Retirees Edd and Cynthia Staton, who retired to Ecuador in 2010 after the 2008 financial crash, say that they took a similar approach, keeping more savings in cash. They opened CDs, fixed-rate savings products that offer interest in exchange for money being held for a set number of months or years. Currently, CD rates in Ecuador are much higher than they are in the US — the rate for their CD in Ecuador is around 9%, while the typical US CD earns .32% — but the same concept applies: They’ve moved money out of the market to avoid risk.
Doing nothing is the best way to weather the storm
Now is not the time to panic, sell off investments, or get out of the market — doing so could lead to big losses. The best thing to do right now is nothing, Cocco and other financial planners agree.
Retiree Bill Davidson says he learned this with investment decisions he made in 2008. “Don’t panic,” he told Business Insider in an email. “I’ve done that before and it doesn’t end well.”
Now is not the time to touch your investments, even if you see your account values dipping. For retirees living on the money they have saved, Cocco says that this is the time to rely on the part of your retirement savings that isn’t invested. “Instead of taking money out of any of your investment accounts, let’s use the cash you have saved,” he says. “That’s what it’s there for, to buy us time to get back on track.”
Davidson, who retired six years ago at age 54, isn’t touching his investments this time. Since his retirement plans haven’t changed, he’s staying the course, following a dollar-cost averaging plan that buys low-cost funds twice a month and keeping a majority of his savings in cash.
For anyone who’s done their financial planning ahead of time, staying with your current strategy is the best way to get through this situation, Cocco says. “We’ve worked on a plan and we put in so much time up front. We prepared for situations like this crisis. Because we do have the plan, it’s time to relax.”
Retirees agree that living affordably is critical
For retirees, Cocco says there needs to be some cushion between expenses and income, and he advises anyone retiring soon start to estimate their expenses. “If they’re not easily met, then there’s no margin of safety. Then, we’ve got to sharpen the pencils and see what else we can do to cut costs.”
All four of the retirees Business Insider checked in with have done this in some way, from sticking to a budget or moving to find lower costs of living.

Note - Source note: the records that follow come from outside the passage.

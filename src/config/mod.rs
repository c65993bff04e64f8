//! Configuration module for the dealership backend
//!
//! This module handles loading and validating configuration from environment
//! variables.

use std::env;

use anyhow::{Context, Result};
use serde::Deserialize;

/// Main application settings
#[derive(Debug, Clone, Deserialize)]
pub struct Settings {
    pub server: ServerSettings,
    pub auth: AuthSettings,
    pub tracing: TracingSettings,
}

/// Server configuration
#[derive(Debug, Clone, Deserialize)]
pub struct ServerSettings {
    /// Host to bind to
    pub host: String,
    /// Main API port
    pub port: u16,
    /// Environment (development, staging, production)
    pub environment: Environment,
}

/// Environment type
#[derive(Debug, Clone, Default, Deserialize, PartialEq, Eq)]
#[serde(rename_all = "lowercase")]
pub enum Environment {
    #[default]
    Development,
    Staging,
    Production,
}

impl std::fmt::Display for Environment {
    fn fmt(&self, f: &mut std::fmt::Formatter<'_>) -> std::fmt::Result {
        match self {
            Environment::Development => write!(f, "development"),
            Environment::Staging => write!(f, "staging"),
            Environment::Production => write!(f, "production"),
        }
    }
}

/// API token configuration
///
/// One static bearer token per role. Unset tokens disable that role's
/// access entirely.
#[derive(Debug, Clone, Deserialize)]
pub struct AuthSettings {
    pub admin_token: Option<String>,
    pub manager_token: Option<String>,
    pub clerk_token: Option<String>,
    pub viewer_token: Option<String>,
}

/// Tracing settings
#[derive(Debug, Clone, Deserialize)]
pub struct TracingSettings {
    /// Service name for log output
    pub service_name: String,
    /// Enable JSON logging
    pub json_logs: bool,
}

impl Settings {
    /// Load settings from environment variables
    pub fn load() -> Result<Self> {
        let settings = Settings {
            server: ServerSettings {
                host: env::var("HOST").unwrap_or_else(|_| "0.0.0.0".to_string()),
                port: env::var("PORT")
                    .unwrap_or_else(|_| "8080".to_string())
                    .parse()
                    .context("Invalid PORT")?,
                environment: match env::var("RUST_ENV")
                    .unwrap_or_else(|_| "development".to_string())
                    .as_str()
                {
                    "production" => Environment::Production,
                    "staging" => Environment::Staging,
                    _ => Environment::Development,
                },
            },
            auth: AuthSettings {
                admin_token: env::var("ADMIN_API_TOKEN").ok(),
                manager_token: env::var("MANAGER_API_TOKEN").ok(),
                clerk_token: env::var("CLERK_API_TOKEN").ok(),
                viewer_token: env::var("VIEWER_API_TOKEN").ok(),
            },
            tracing: TracingSettings {
                service_name: env::var("SERVICE_NAME")
                    .unwrap_or_else(|_| "lotkeeper-backend".to_string()),
                json_logs: env::var("JSON_LOGS")
                    .map(|v| v == "true" || v == "1")
                    .unwrap_or(false),
            },
        };

        settings.validate()?;

        Ok(settings)
    }

    /// Validate settings
    fn validate(&self) -> Result<()> {
        if self.server.port == 0 {
            anyhow::bail!("PORT cannot be 0");
        }

        // Token strength rules apply outside development. Staging often has
        // production-like data and should be similarly protected.
        if self.server.environment == Environment::Production
            || self.server.environment == Environment::Staging
        {
            let tokens = [
                ("ADMIN_API_TOKEN", &self.auth.admin_token),
                ("MANAGER_API_TOKEN", &self.auth.manager_token),
                ("CLERK_API_TOKEN", &self.auth.clerk_token),
                ("VIEWER_API_TOKEN", &self.auth.viewer_token),
            ];

            for (name, token) in tokens {
                if let Some(token) = token {
                    if token.len() < 16 {
                        anyhow::bail!(
                            "{} must be at least 16 characters in production/staging",
                            name
                        );
                    }

                    let weak_tokens = ["secret", "password", "change-me", "test", "demo"];
                    for weak in weak_tokens {
                        if token.to_lowercase().contains(weak) {
                            anyhow::bail!(
                                "{} contains weak pattern '{}' - use a strong random token",
                                name,
                                weak
                            );
                        }
                    }
                }
            }

            if self.auth.admin_token.is_none() {
                anyhow::bail!("ADMIN_API_TOKEN must be set in production/staging");
            }
        }

        Ok(())
    }
}

impl Settings {
    /// Load settings for testing (with defaults)
    pub fn load_for_testing() -> Self {
        Settings {
            server: ServerSettings {
                host: "127.0.0.1".to_string(),
                port: 8080,
                environment: Environment::Development,
            },
            auth: AuthSettings {
                admin_token: Some("admin-token".to_string()),
                manager_token: Some("manager-token".to_string()),
                clerk_token: Some("clerk-token".to_string()),
                viewer_token: Some("viewer-token".to_string()),
            },
            tracing: TracingSettings {
                service_name: "lotkeeper-backend".to_string(),
                json_logs: false,
            },
        }
    }
}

Davidson’s strategy involves living in an efficient, affordable home in New Mexico. “We live within our modest budget and don’t tap into our investments for our monthly expenses,” Davidson says. In some ways, the coronavirus stay-at-home orders is making this easier. He continues, “We’re driving less and not traveling at all.”
For James, keeping expenses low has always been a part of his retirement strategy. He previously told Business Insider that he’s chosen to live a frugal, minimalist lifestyle, and has avoided debt to make retiring easier and more affordable.
The Statons also feel their affordable lifestyle choices have set them up for success. After moving from Las Vegas, Nevada to Cuenca, Ecuador, they found lower costs of living. “We’re comfortable living on our benefits here,” Cynthia told Business Insider. Since they’re living much more affordably, they aren’t concerned that the 2020 stock market drop will affect them as dramatically as the one in 2008.
Keeping costs low is critical for these four retirees. While the stock market drop isn’t hugely affecting them, having low living costs can help them stay afloat, whatever the future brings.